> Your assignment: Copy every line of the entries that includes the word "lowercase".
┏━━
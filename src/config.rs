use std::path::{Path, PathBuf};

use anyhow::{Context, Result};
use calmesh_provider_google::GoogleConfig;
use serde::{Deserialize, Serialize};

pub const CLIENT_ID_ENV: &str = "CALMESH_GOOGLE_CLIENT_ID";
pub const CLIENT_SECRET_ENV: &str = "CALMESH_GOOGLE_CLIENT_SECRET";

const DEFAULT_CONFIG: &str = r#"# calmesh configuration

# Where the store (accounts, mappings, sync log) is kept.
# Defaults to the platform data directory.
# data_dir = "~/.local/share/calmesh"

[sync]
interval_minutes = 15
# History fetched on a user's first sync, and on later syncs
initial_lookback_days = 365
lookback_days = 30
lookahead_days = 180
workers = 2
max_attempts = 3
retry_backoff_secs = 30

[google]
# Can also be set with CALMESH_GOOGLE_CLIENT_ID / CALMESH_GOOGLE_CLIENT_SECRET
client_id = ""
client_secret = ""
# token_url = "https://oauth2.googleapis.com/token"
# api_base = "https://www.googleapis.com/calendar/v3"

[caldav]
server_url = "https://caldav.icloud.com"
# Skip collections that only hold tasks or reminders
vevent_only = true
"#;

#[derive(Debug, Clone, Default, Serialize, Deserialize)]
#[serde(default)]
pub struct Config {
    pub data_dir: Option<String>,
    pub sync: SyncSettings,
    pub google: GoogleConfig,
    pub caldav: CaldavSettings,
}

#[derive(Debug, Clone, Serialize, Deserialize)]
#[serde(default)]
pub struct SyncSettings {
    pub interval_minutes: u64,
    pub initial_lookback_days: i64,
    pub lookback_days: i64,
    pub lookahead_days: i64,
    pub workers: usize,
    pub max_attempts: u32,
    pub retry_backoff_secs: u64,
}

impl Default for SyncSettings {
    fn default() -> Self {
        SyncSettings {
            interval_minutes: 15,
            initial_lookback_days: calmesh_core::constants::INITIAL_LOOKBACK_DAYS,
            lookback_days: calmesh_core::constants::DEFAULT_LOOKBACK_DAYS,
            lookahead_days: calmesh_core::constants::DEFAULT_LOOKAHEAD_DAYS,
            workers: 2,
            max_attempts: 3,
            retry_backoff_secs: 30,
        }
    }
}

#[derive(Debug, Clone, Serialize, Deserialize)]
#[serde(default)]
pub struct CaldavSettings {
    /// Used when connecting an account without an explicit server
    pub server_url: String,
    pub vevent_only: bool,
}

impl Default for CaldavSettings {
    fn default() -> Self {
        CaldavSettings {
            server_url: "https://caldav.icloud.com".to_string(),
            vevent_only: true,
        }
    }
}

impl Config {
    /// Get the config directory path (~/.config/calmesh)
    pub fn config_dir() -> Result<PathBuf> {
        Ok(dirs::config_dir()
            .context("Could not determine config directory")?
            .join("calmesh"))
    }

    /// Get the config file path (~/.config/calmesh/config.toml)
    pub fn config_path() -> Result<PathBuf> {
        Ok(Self::config_dir()?.join("config.toml"))
    }

    /// Load the config file (defaults if it doesn't exist), then apply environment overrides.
    pub fn load() -> Result<Self> {
        let mut config = Self::load_from(&Self::config_path()?)?;
        config.apply_env(|key| std::env::var(key).ok());
        Ok(config)
    }

    pub fn load_from(path: &Path) -> Result<Self> {
        if !path.exists() {
            return Ok(Config::default());
        }

        let contents = std::fs::read_to_string(path)
            .with_context(|| format!("Failed to read config file at {}", path.display()))?;

        toml::from_str(&contents)
            .with_context(|| format!("Failed to parse config file at {}", path.display()))
    }

    /// Environment values win over the file. Empty values are ignored.
    pub fn apply_env(&mut self, lookup: impl Fn(&str) -> Option<String>) {
        let non_empty = |key: &str| lookup(key).filter(|v| !v.is_empty());

        if let Some(id) = non_empty(CLIENT_ID_ENV) {
            self.google.client_id = id;
        }
        if let Some(secret) = non_empty(CLIENT_SECRET_ENV) {
            self.google.client_secret = secret;
        }
    }

    /// Write the commented default config to `path` unless a file is already there.
    /// Returns whether a file was written.
    pub fn write_default(path: &Path) -> Result<bool> {
        if path.exists() {
            return Ok(false);
        }

        if let Some(parent) = path.parent() {
            std::fs::create_dir_all(parent)
                .with_context(|| format!("Failed to create config directory at {}", parent.display()))?;
        }

        std::fs::write(path, DEFAULT_CONFIG)
            .with_context(|| format!("Failed to write config file at {}", path.display()))?;

        Ok(true)
    }

    /// Directory holding the store file.
    pub fn data_dir(&self) -> Result<PathBuf> {
        match &self.data_dir {
            Some(dir) => Ok(expand_path(dir)),
            None => Ok(dirs::data_dir()
                .context("Could not determine data directory")?
                .join("calmesh")),
        }
    }

    pub fn store_path(&self) -> Result<PathBuf> {
        Ok(self.data_dir()?.join("store.json"))
    }

    /// Per-user sync lock files.
    pub fn lock_dir(&self) -> Result<PathBuf> {
        Ok(self.data_dir()?.join("locks"))
    }
}

/// Expand ~ in paths to the home directory
pub fn expand_path(path: &str) -> PathBuf {
    match (path.strip_prefix("~/"), dirs::home_dir()) {
        (Some(rest), Some(home)) => home.join(rest),
        _ => PathBuf::from(path),
    }
}
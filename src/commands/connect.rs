use anyhow::{Context, Result};
use calmesh_core::store::{Account, CredentialStore, Credentials, Provider};
use calmesh_core::CalendarRemote;
use calmesh_provider_caldav::{CaldavCredentials, CaldavRemote};
use owo_colors::OwoColorize;

use super::App;

pub async fn caldav(
    app: &App,
    user: &str,
    username: String,
    password: Option<String>,
    server_url: Option<String>,
) -> Result<()> {
    let password = match password {
        Some(password) => password,
        None => prompt_password("Password (app-specific password for iCloud)")?,
    };
    let server_url = server_url.unwrap_or_else(|| app.config.caldav.server_url.clone());

    println!("Checking credentials against {server_url}...");

    let remote = CaldavRemote::new(CaldavCredentials {
        server_url: server_url.clone(),
        username: username.clone(),
        password: password.clone(),
    })?
    .with_vevent_only(app.config.caldav.vevent_only);
    let calendars = remote
        .list_calendars()
        .await
        .context("Could not list calendars with these credentials")?;

    let account = Account::new(
        user,
        Provider::CalDav,
        Credentials::Basic {
            username,
            password,
            server_url,
        },
    );
    app.store.save_account(account).await?;

    println!(
        "{} Connected CalDAV for {user} ({} calendars found)",
        "✓".green(),
        calendars.len()
    );
    print_next_steps(user);
    Ok(())
}

pub async fn google(app: &App, user: &str, access_token: String, refresh_token: String) -> Result<()> {
    let account = Account::new(
        user,
        Provider::Google,
        Credentials::OAuth {
            access_token,
            refresh_token,
            expires_at: None,
        },
    );
    app.store.save_account(account).await?;

    println!("{} Saved Google tokens for {user}", "✓".green());
    if app.config.google.client_id.is_empty() {
        println!(
            "{} No Google client_id configured; tokens can't be refreshed until one is set (see `calmesh config`).",
            "!".yellow()
        );
    }
    print_next_steps(user);
    Ok(())
}

fn print_next_steps(user: &str) {
    println!("\nNext:");
    println!("  calmesh calendars {user}");
    println!("  calmesh map {user} --display-name <name>");
}

/// Prompt the user for password input (hidden).
fn prompt_password(label: &str) -> Result<String> {
    let prompt = format!("{}: ", label);
    rpassword::prompt_password(&prompt).context("Failed to read password")
}
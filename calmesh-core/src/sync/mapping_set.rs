//! In-memory index over a user's event mappings.

use std::collections::HashMap;

use crate::error::{CalMeshError, CalMeshResult};
use crate::store::{EventMapping, MappingStore};

/// One end of an event mapping.
#[derive(Debug, Clone, Copy, PartialEq, Eq, Hash)]
pub enum Side {
    Source,
    Target,
}

impl Side {
    pub fn other(self) -> Side {
        match self {
            Side::Source => Side::Target,
            Side::Target => Side::Source,
        }
    }

    pub fn event_id(self, mapping: &EventMapping) -> &str {
        match self {
            Side::Source => &mapping.source_event_id,
            Side::Target => &mapping.target_event_id,
        }
    }

    pub fn version(self, mapping: &EventMapping) -> Option<&str> {
        match self {
            Side::Source => mapping.source_version.as_deref(),
            Side::Target => mapping.target_version.as_deref(),
        }
    }

    pub fn href(self, mapping: &EventMapping) -> Option<&str> {
        match self {
            Side::Source => mapping.source_href.as_deref(),
            Side::Target => mapping.target_href.as_deref(),
        }
    }

    pub fn version_mut(self, mapping: &mut EventMapping) -> &mut Option<String> {
        match self {
            Side::Source => &mut mapping.source_version,
            Side::Target => &mut mapping.target_version,
        }
    }

    pub fn href_mut(self, mapping: &mut EventMapping) -> &mut Option<String> {
        match self {
            Side::Source => &mut mapping.source_href,
            Side::Target => &mut mapping.target_href,
        }
    }
}

/// The event mappings of one user, indexed by both event ids.
///
/// Both indexes are unique. Mutations are written through to the store first
/// and only then applied here, so the index never holds rows the store
/// rejected.
#[derive(Debug, Default)]
pub struct MappingSet {
    user_id: String,
    by_source: HashMap<String, EventMapping>,
    /// target event id → source event id
    by_target: HashMap<String, String>,
}

impl MappingSet {
    pub fn new(user_id: &str, rows: Vec<EventMapping>) -> Self {
        let mut set = MappingSet {
            user_id: user_id.to_string(),
            ..MappingSet::default()
        };
        for row in rows.into_iter().filter(|r| r.user_id == user_id) {
            set.insert(row);
        }
        set
    }

    pub async fn load(user_id: &str, store: &dyn MappingStore) -> CalMeshResult<Self> {
        Ok(MappingSet::new(user_id, store.event_mappings(user_id).await?))
    }

    pub fn user_id(&self) -> &str {
        &self.user_id
    }

    pub fn len(&self) -> usize {
        self.by_source.len()
    }

    pub fn is_empty(&self) -> bool {
        self.by_source.is_empty()
    }

    pub fn by_source(&self, source_event_id: &str) -> Option<&EventMapping> {
        self.by_source.get(source_event_id)
    }

    pub fn by_target(&self, target_event_id: &str) -> Option<&EventMapping> {
        self.by_target
            .get(target_event_id)
            .and_then(|source| self.by_source.get(source))
    }

    pub fn find(&self, side: Side, event_id: &str) -> Option<&EventMapping> {
        match side {
            Side::Source => self.by_source(event_id),
            Side::Target => self.by_target(event_id),
        }
    }

    /// Rows belonging to one calendar mapping.
    pub fn for_calendar(&self, calendar_mapping_id: &str) -> Vec<EventMapping> {
        let mut rows: Vec<_> = self
            .by_source
            .values()
            .filter(|m| m.calendar_mapping_id == calendar_mapping_id)
            .cloned()
            .collect();
        rows.sort_by(|a, b| a.source_event_id.cmp(&b.source_event_id));
        rows
    }

    /// Insert or update the row keyed by its source event id.
    pub async fn upsert(&mut self, mapping: EventMapping, store: &dyn MappingStore) -> CalMeshResult<()> {
        let owner = self.by_target.get(&mapping.target_event_id);
        if owner.is_some_and(|owner| *owner != mapping.source_event_id) {
            return Err(CalMeshError::MappingConflict {
                event_id: mapping.target_event_id,
            });
        }

        store.upsert_event_mapping(mapping.clone()).await?;
        self.insert(mapping);
        Ok(())
    }

    pub async fn remove(&mut self, source_event_id: &str, store: &dyn MappingStore) -> CalMeshResult<()> {
        store.delete_event_mapping(&self.user_id, source_event_id).await?;
        if let Some(row) = self.by_source.remove(source_event_id) {
            self.by_target.remove(&row.target_event_id);
        }
        Ok(())
    }

    fn insert(&mut self, mut mapping: EventMapping) {
        if let Some(previous) = self.by_source.get(&mapping.source_event_id) {
            mapping.last_synced_at = mapping.last_synced_at.max(previous.last_synced_at);
            if previous.target_event_id != mapping.target_event_id {
                self.by_target.remove(&previous.target_event_id);
            }
        }
        self.by_target
            .insert(mapping.target_event_id.clone(), mapping.source_event_id.clone());
        self.by_source.insert(mapping.source_event_id.clone(), mapping);
    }
}

#[cfg(test)]
mod tests {
    use super::*;
    use crate::store::MemoryStore;
    use chrono::Utc;

    fn row(source: &str, target: &str) -> EventMapping {
        EventMapping {
            user_id: "u1".into(),
            calendar_mapping_id: "cm".into(),
            source_event_id: source.into(),
            target_event_id: target.into(),
            source_version: Some("s1".into()),
            target_version: None,
            source_href: None,
            target_href: Some("https://dav/cal/t.ics".into()),
            last_synced_at: Utc::now(),
        }
    }

    #[tokio::test]
    async fn indexes_both_sides_and_writes_through() {
        let store = MemoryStore::new();
        let mut set = MappingSet::new("u1", vec![]);

        set.upsert(row("g1", "c1"), &store).await.unwrap();

        assert_eq!(set.find(Side::Target, "c1").unwrap().source_event_id, "g1");
        assert_eq!(set.find(Side::Source, "g1").unwrap().target_event_id, "c1");
        assert_eq!(store.event_mappings("u1").await.unwrap().len(), 1);

        set.remove("g1", &store).await.unwrap();
        assert!(set.is_empty());
        assert!(set.by_target("c1").is_none());
        assert!(store.event_mappings("u1").await.unwrap().is_empty());
    }

    #[tokio::test]
    async fn rejects_second_source_for_target() {
        let store = MemoryStore::new();
        let mut set = MappingSet::new("u1", vec![row("g1", "c1")]);

        let err = set.upsert(row("g2", "c1"), &store).await.unwrap_err();
        assert!(matches!(err, CalMeshError::MappingConflict { .. }));
        assert!(set.by_source("g2").is_none());
        assert!(store.event_mappings("u1").await.unwrap().is_empty());
    }

    #[test]
    fn side_accessors() {
        let mut mapping = row("g1", "c1");
        assert_eq!(Side::Source.version(&mapping), Some("s1"));
        assert_eq!(Side::Target.version(&mapping), None);
        assert_eq!(Side::Target.href(&mapping), Some("https://dav/cal/t.ics"));

        *Side::Target.version_mut(&mut mapping) = Some("t1".into());
        assert_eq!(Side::Source.other().version(&mapping), Some("t1"));
    }
}
//! Collaborator traits for persistence, plus an in-memory implementation.
//!
//! Sync code never talks to a database directly. It is handed trait objects
//! for credentials, users, mappings, the user-facing sync log and the job
//! queue, so the same reconciler runs against [`MemoryStore`] in tests and a
//! file or database backed store in production.

mod memory;
pub mod model;

pub use memory::{MemoryStore, StoreData};
pub use model::*;

use std::time::Duration;

use async_trait::async_trait;

use crate::error::CalMeshResult;

#[async_trait]
pub trait CredentialStore: Send + Sync {
    async fn accounts(&self, user_id: &str) -> CalMeshResult<Vec<Account>>;

    /// Insert or replace the account for `(user_id, provider)`.
    async fn save_account(&self, account: Account) -> CalMeshResult<()>;

    async fn delete_account(&self, user_id: &str, provider: Provider) -> CalMeshResult<()>;
}

#[async_trait]
pub trait UserStore: Send + Sync {
    async fn auto_sync_users(&self) -> CalMeshResult<Vec<UserId>>;

    async fn set_auto_sync(&self, user_id: &str, enabled: bool) -> CalMeshResult<()>;
}

#[async_trait]
pub trait MappingStore: Send + Sync {
    async fn calendar_mappings(&self, user_id: &str) -> CalMeshResult<Vec<CalendarMapping>>;

    /// Insert or replace by id. Rejects a second mapping for the same
    /// source or target calendar of a user.
    async fn upsert_calendar_mapping(&self, mapping: CalendarMapping) -> CalMeshResult<()>;

    /// Removes the calendar mapping and its event mappings.
    async fn delete_calendar_mapping(&self, user_id: &str, mapping_id: &str) -> CalMeshResult<()>;

    async fn event_mappings(&self, user_id: &str) -> CalMeshResult<Vec<EventMapping>>;

    async fn find_by_source(&self, user_id: &str, source_event_id: &str) -> CalMeshResult<Option<EventMapping>>;

    async fn find_by_target(&self, user_id: &str, target_event_id: &str) -> CalMeshResult<Option<EventMapping>>;

    /// Insert or update the row keyed by `(user_id, source_event_id)`.
    ///
    /// Fails with `MappingConflict` when the target event is already linked
    /// to a different source event. `last_synced_at` never moves backwards.
    async fn upsert_event_mapping(&self, mapping: EventMapping) -> CalMeshResult<()>;

    async fn delete_event_mapping(&self, user_id: &str, source_event_id: &str) -> CalMeshResult<()>;

    /// Set every `last_synced_at` of the user to the epoch. Returns the number of rows touched.
    async fn reset_last_synced(&self, user_id: &str) -> CalMeshResult<usize>;
}

#[async_trait]
pub trait SyncLogSink: Send + Sync {
    async fn append(&self, entry: SyncLogEntry) -> CalMeshResult<()>;

    /// Most recent entries first.
    async fn recent(&self, user_id: &str, limit: usize) -> CalMeshResult<Vec<SyncLogEntry>>;
}

/// Work items for the job queue.
#[derive(Debug, Clone, PartialEq, Eq)]
pub enum SyncJob {
    /// Enqueue a user job for every user with auto-sync enabled.
    FanOut,
    User { user_id: UserId, trigger: SyncTrigger },
}

impl SyncJob {
    pub fn user(user_id: impl Into<String>, trigger: SyncTrigger) -> Self {
        SyncJob::User {
            user_id: user_id.into(),
            trigger,
        }
    }
}

#[async_trait]
pub trait JobQueue: Send + Sync {
    async fn enqueue(&self, job: SyncJob) -> CalMeshResult<()>;

    /// Enqueue `job` every `every`, starting after the first period.
    async fn register_repeat(&self, job: SyncJob, every: Duration) -> CalMeshResult<()>;
}
//! WebDAV multistatus parsing.
//!
//! Servers disagree on namespace prefixes (`d:`, `D:`, default namespace), so
//! every element is matched by its local name. Each response body goes
//! through [`parse_multistatus`] once; callers only see [`DavResponse`].

use std::collections::HashMap;

use calmesh_core::{CalMeshError, CalMeshResult};
use roxmltree::Node;

/// One property of a `<response>`, flattened.
#[derive(Debug, Clone, Default, PartialEq)]
pub struct DavProp {
    /// Concatenated, trimmed text content (None if empty)
    pub text: Option<String>,
    /// Local names of child elements (`resourcetype` → `["collection", "calendar"]`)
    pub children: Vec<String>,
    /// Text of every nested `<href>`
    pub hrefs: Vec<String>,
    /// `name` attributes of nested `<comp>` elements
    pub components: Vec<String>,
}

impl DavProp {
    pub fn has_child(&self, name: &str) -> bool {
        self.children.iter().any(|c| c == name)
    }
}

#[derive(Debug, Clone, PartialEq)]
pub struct DavResponse {
    pub href: String,
    pub props: HashMap<String, DavProp>,
}

impl DavResponse {
    pub fn prop(&self, name: &str) -> Option<&DavProp> {
        self.props.get(name)
    }

    pub fn text(&self, name: &str) -> Option<&str> {
        self.prop(name).and_then(|p| p.text.as_deref())
    }

    pub fn first_href(&self, name: &str) -> Option<&str> {
        self.prop(name)
            .and_then(|p| p.hrefs.first())
            .map(String::as_str)
    }
}

/// Parse a `<multistatus>` body into its responses.
///
/// Only `<propstat>` blocks with a 2xx status (or without a status)
/// contribute properties.
pub fn parse_multistatus(body: &str) -> CalMeshResult<Vec<DavResponse>> {
    let doc = roxmltree::Document::parse(body).map_err(|e| CalMeshError::Xml(e.to_string()))?;

    let responses = doc
        .root_element()
        .descendants()
        .filter(|n| is(n, "response"))
        .filter_map(|response| {
            let href = children(response, "href")
                .next()
                .and_then(|n| text_of(n))?;

            let mut props = HashMap::new();
            for propstat in children(response, "propstat") {
                let ok = children(propstat, "status")
                    .next()
                    .and_then(|n| text_of(n))
                    .is_none_or(|status| is_success_status(&status));
                if !ok {
                    continue;
                }
                for prop in children(propstat, "prop") {
                    for element in prop.children().filter(Node::is_element) {
                        props.insert(element.tag_name().name().to_string(), flatten(element));
                    }
                }
            }

            Some(DavResponse { href, props })
        })
        .collect();

    Ok(responses)
}

fn is(node: &Node, local_name: &str) -> bool {
    node.is_element() && node.tag_name().name() == local_name
}

fn children<'a, 'input>(node: Node<'a, 'input>, local_name: &'static str) -> impl Iterator<Item = Node<'a, 'input>> {
    node.children().filter(move |n| is(n, local_name))
}

/// All text below `node`, trimmed.
fn text_of(node: Node) -> Option<String> {
    let text: String = node
        .descendants()
        .filter(Node::is_text)
        .filter_map(|n| n.text())
        .collect();
    let trimmed = text.trim();
    (!trimmed.is_empty()).then(|| trimmed.to_string())
}

fn flatten(element: Node) -> DavProp {
    DavProp {
        text: text_of(element),
        children: element
            .children()
            .filter(Node::is_element)
            .map(|c| c.tag_name().name().to_string())
            .collect(),
        hrefs: element
            .descendants()
            .filter(|n| is(n, "href"))
            .filter_map(text_of)
            .collect(),
        components: element
            .descendants()
            .filter(|n| is(n, "comp"))
            .filter_map(|n| n.attribute("name"))
            .map(str::to_string)
            .collect(),
    }
}

/// `HTTP/1.1 200 OK` → true
fn is_success_status(status: &str) -> bool {
    status
        .split_whitespace()
        .nth(1)
        .is_some_and(|code| code.starts_with('2'))
}

#[cfg(test)]
mod tests {
    use super::*;

    #[test]
    fn prefixes_do_not_matter() {
        let prefixed = r#"<?xml version="1.0"?>
<D:multistatus xmlns:D="DAV:">
  <D:response>
    <D:href>/123/principal/</D:href>
    <D:propstat>
      <D:prop><D:current-user-principal><D:href>/123/principal/</D:href></D:current-user-principal></D:prop>
      <D:status>HTTP/1.1 200 OK</D:status>
    </D:propstat>
  </D:response>
</D:multistatus>"#;
        let lowercase = prefixed.replace("D:", "d:").replace("xmlns:D", "xmlns:d");
        let unprefixed = prefixed.replace("D:", "").replace("xmlns:D", "xmlns");

        for body in [prefixed.to_string(), lowercase, unprefixed] {
            let responses = parse_multistatus(&body).unwrap();
            assert_eq!(responses.len(), 1);
            assert_eq!(responses[0].href, "/123/principal/");
            assert_eq!(
                responses[0].first_href("current-user-principal"),
                Some("/123/principal/")
            );
        }
    }

    #[test]
    fn failed_propstat_is_ignored() {
        let body = r#"<multistatus xmlns="DAV:" xmlns:C="urn:ietf:params:xml:ns:caldav">
  <response>
    <href>/cal/work/</href>
    <propstat>
      <prop><displayname>Work</displayname><resourcetype><collection/><C:calendar/></resourcetype></prop>
      <status>HTTP/1.1 200 OK</status>
    </propstat>
    <propstat>
      <prop><C:supported-calendar-component-set/></prop>
      <status>HTTP/1.1 404 Not Found</status>
    </propstat>
  </response>
</multistatus>"#;
        let responses = parse_multistatus(body).unwrap();
        let work = &responses[0];

        assert_eq!(work.text("displayname"), Some("Work"));
        assert!(work.prop("resourcetype").unwrap().has_child("calendar"));
        assert!(work.prop("supported-calendar-component-set").is_none());
    }

    #[test]
    fn components_and_cdata() {
        let body = r#"<d:multistatus xmlns:d="DAV:" xmlns:cal="urn:ietf:params:xml:ns:caldav">
  <d:response>
    <d:href>/cal/1.ics</d:href>
    <d:propstat>
      <d:prop>
        <d:getetag>"abc"</d:getetag>
        <cal:calendar-data><![CDATA[BEGIN:VCALENDAR
END:VCALENDAR]]></cal:calendar-data>
        <cal:supported-calendar-component-set><cal:comp name="VEVENT"/><cal:comp name="VTODO"/></cal:supported-calendar-component-set>
      </d:prop>
    </d:propstat>
  </d:response>
</d:multistatus>"#;
        let responses = parse_multistatus(body).unwrap();
        let r = &responses[0];

        assert_eq!(r.text("getetag"), Some("\"abc\""));
        assert!(r.text("calendar-data").unwrap().starts_with("BEGIN:VCALENDAR"));
        assert_eq!(
            r.prop("supported-calendar-component-set").unwrap().components,
            vec!["VEVENT", "VTODO"]
        );
    }

    #[test]
    fn malformed_body_is_an_xml_error() {
        assert!(matches!(parse_multistatus("<multistatus>"), Err(CalMeshError::Xml(_))));
    }
}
┗━━
> Result for this exercise:
        let lowercase = prefixed.replace("D:", "d:").replace("xmlns:D", "xmlns:d");
        for body in [prefixed.to_string(), lowercase, unprefixed] {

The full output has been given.